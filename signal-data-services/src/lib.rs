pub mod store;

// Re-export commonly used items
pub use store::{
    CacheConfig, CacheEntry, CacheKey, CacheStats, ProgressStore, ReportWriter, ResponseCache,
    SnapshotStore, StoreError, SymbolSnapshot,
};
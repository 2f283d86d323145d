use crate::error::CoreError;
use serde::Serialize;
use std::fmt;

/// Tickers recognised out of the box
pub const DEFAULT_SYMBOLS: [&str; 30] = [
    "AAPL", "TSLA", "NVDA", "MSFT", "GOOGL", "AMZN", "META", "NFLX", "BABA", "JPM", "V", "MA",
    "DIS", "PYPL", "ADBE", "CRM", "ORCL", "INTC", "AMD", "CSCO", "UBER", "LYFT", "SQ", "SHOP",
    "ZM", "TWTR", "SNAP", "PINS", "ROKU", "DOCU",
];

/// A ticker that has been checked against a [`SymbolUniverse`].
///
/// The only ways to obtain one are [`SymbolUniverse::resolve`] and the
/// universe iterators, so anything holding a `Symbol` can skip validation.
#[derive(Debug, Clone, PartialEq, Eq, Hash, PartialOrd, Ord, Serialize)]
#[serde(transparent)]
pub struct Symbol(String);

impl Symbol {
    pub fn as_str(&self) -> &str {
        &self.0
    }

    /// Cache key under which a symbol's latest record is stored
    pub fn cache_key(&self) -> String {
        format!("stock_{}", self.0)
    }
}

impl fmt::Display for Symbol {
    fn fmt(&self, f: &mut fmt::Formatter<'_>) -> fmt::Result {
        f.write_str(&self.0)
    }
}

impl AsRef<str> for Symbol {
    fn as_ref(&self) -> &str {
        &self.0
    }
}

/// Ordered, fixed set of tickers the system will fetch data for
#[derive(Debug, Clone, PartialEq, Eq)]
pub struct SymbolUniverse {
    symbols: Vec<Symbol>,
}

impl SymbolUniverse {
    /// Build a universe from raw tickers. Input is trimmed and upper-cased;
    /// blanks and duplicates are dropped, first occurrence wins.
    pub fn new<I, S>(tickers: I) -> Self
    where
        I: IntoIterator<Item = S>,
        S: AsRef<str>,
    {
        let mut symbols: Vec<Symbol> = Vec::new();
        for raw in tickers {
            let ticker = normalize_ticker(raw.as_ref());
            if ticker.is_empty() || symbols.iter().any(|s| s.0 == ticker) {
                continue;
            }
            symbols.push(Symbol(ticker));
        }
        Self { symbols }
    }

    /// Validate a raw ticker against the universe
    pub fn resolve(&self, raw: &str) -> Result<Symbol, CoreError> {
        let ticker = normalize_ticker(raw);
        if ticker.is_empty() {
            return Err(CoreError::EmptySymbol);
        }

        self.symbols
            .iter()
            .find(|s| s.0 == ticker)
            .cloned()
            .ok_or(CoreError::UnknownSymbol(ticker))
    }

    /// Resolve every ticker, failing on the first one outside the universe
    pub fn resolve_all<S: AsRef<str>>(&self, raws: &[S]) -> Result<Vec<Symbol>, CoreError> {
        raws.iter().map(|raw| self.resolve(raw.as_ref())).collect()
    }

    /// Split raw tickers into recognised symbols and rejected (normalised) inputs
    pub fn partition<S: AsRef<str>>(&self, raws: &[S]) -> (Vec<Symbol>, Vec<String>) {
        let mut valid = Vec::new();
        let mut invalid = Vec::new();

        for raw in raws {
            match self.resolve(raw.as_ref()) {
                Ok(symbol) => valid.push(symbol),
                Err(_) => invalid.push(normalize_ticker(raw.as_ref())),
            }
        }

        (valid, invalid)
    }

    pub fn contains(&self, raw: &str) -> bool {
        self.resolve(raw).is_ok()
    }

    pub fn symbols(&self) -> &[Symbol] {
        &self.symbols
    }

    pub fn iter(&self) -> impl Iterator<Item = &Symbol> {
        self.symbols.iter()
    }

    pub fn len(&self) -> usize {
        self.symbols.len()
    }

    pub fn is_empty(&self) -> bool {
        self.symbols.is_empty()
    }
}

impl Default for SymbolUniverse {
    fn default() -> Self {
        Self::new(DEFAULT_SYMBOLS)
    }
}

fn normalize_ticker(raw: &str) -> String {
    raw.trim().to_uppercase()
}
===
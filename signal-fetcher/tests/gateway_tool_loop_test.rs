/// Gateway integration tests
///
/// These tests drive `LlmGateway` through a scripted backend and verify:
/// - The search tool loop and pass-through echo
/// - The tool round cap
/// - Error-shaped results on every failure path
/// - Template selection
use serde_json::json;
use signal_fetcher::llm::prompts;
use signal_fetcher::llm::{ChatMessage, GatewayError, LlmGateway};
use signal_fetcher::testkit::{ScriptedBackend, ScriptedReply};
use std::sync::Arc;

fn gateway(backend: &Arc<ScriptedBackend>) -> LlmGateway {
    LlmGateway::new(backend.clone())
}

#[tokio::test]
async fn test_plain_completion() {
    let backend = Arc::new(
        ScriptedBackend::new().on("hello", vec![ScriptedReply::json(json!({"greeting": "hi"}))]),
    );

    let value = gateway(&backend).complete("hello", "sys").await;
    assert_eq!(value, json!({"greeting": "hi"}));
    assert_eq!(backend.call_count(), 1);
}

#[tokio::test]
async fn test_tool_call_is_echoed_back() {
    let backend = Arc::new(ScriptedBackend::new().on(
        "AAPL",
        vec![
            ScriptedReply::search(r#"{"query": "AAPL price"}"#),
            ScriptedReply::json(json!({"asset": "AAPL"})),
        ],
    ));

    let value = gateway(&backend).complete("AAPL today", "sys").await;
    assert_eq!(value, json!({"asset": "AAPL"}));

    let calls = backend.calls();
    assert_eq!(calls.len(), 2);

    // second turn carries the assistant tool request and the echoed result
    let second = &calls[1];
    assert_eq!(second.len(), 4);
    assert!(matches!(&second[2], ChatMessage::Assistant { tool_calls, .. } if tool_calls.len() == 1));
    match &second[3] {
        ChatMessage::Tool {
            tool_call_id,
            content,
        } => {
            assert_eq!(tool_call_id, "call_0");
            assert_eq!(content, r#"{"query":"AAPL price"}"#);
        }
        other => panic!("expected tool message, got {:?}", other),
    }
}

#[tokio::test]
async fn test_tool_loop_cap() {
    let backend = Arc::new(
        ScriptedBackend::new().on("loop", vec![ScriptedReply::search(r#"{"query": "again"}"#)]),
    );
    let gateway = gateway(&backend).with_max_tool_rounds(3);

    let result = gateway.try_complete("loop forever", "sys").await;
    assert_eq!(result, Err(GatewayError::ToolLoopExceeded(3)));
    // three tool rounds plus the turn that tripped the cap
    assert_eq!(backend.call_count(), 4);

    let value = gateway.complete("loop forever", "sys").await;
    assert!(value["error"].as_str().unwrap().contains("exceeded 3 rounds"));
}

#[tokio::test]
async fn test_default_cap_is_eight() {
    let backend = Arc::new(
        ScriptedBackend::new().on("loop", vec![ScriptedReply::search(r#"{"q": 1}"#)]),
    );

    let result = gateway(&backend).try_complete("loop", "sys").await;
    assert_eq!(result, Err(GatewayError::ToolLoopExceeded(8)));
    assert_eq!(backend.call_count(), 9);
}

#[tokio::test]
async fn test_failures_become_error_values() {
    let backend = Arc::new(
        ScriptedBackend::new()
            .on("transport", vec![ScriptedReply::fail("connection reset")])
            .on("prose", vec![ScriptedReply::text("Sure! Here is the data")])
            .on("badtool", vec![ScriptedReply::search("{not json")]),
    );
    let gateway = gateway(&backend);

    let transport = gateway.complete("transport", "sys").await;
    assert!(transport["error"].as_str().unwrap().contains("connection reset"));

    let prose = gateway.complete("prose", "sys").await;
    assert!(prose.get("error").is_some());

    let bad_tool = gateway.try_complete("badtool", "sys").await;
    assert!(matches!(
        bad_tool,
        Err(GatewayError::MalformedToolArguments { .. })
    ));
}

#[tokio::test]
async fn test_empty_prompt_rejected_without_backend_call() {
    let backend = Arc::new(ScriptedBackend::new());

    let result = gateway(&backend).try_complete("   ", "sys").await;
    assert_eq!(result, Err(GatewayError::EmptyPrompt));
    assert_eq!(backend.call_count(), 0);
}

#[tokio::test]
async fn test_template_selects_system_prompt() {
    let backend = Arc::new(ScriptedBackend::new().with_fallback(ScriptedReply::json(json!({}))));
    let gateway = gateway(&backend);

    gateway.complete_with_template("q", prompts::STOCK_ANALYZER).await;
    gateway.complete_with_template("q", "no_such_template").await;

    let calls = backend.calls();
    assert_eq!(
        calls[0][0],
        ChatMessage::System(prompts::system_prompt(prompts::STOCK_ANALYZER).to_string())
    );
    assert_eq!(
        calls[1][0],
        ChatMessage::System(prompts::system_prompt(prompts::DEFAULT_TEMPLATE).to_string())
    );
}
===
# [To do]
From the records above, copy only the lines starting with the line that holds "filename signal-data-services/src/lib.rs" and going on through the line that holds "impl fmt::Display for", exactly as written.

# [Solution below]
filename signal-data-services/src/lib.rs
pub mod store;

// Re-export commonly used items
pub use store::{
    CacheConfig, CacheEntry, CacheKey, CacheStats, ProgressStore, ReportWriter, ResponseCache,
    SnapshotStore, StoreError, SymbolSnapshot,
};
repository 2f283d86d323145d
use crate::error::CoreError;
use serde::Serialize;
use std::fmt;

/// Tickers recognised out of the box
pub const DEFAULT_SYMBOLS: [&str; 30] = [
    "AAPL", "TSLA", "NVDA", "MSFT", "GOOGL", "AMZN", "META", "NFLX", "BABA", "JPM", "V", "MA",
    "DIS", "PYPL", "ADBE", "CRM", "ORCL", "INTC", "AMD", "CSCO", "UBER", "LYFT", "SQ", "SHOP",
    "ZM", "TWTR", "SNAP", "PINS", "ROKU", "DOCU",
];

/// A ticker that has been checked against a [`SymbolUniverse`].
///
/// The only ways to obtain one are [`SymbolUniverse::resolve`] and the
/// universe iterators, so anything holding a `Symbol` can skip validation.
#[derive(Debug, Clone, PartialEq, Eq, Hash, PartialOrd, Ord, Serialize)]
#[serde(transparent)]
pub struct Symbol(String);

impl Symbol {
    pub fn as_str(&self) -> &str {
        &self.0
    }

    /// Cache key under which a symbol's latest record is stored
    pub fn cache_key(&self) -> String {
        format!("stock_{}", self.0)
    }
}

impl fmt::Display for Symbol {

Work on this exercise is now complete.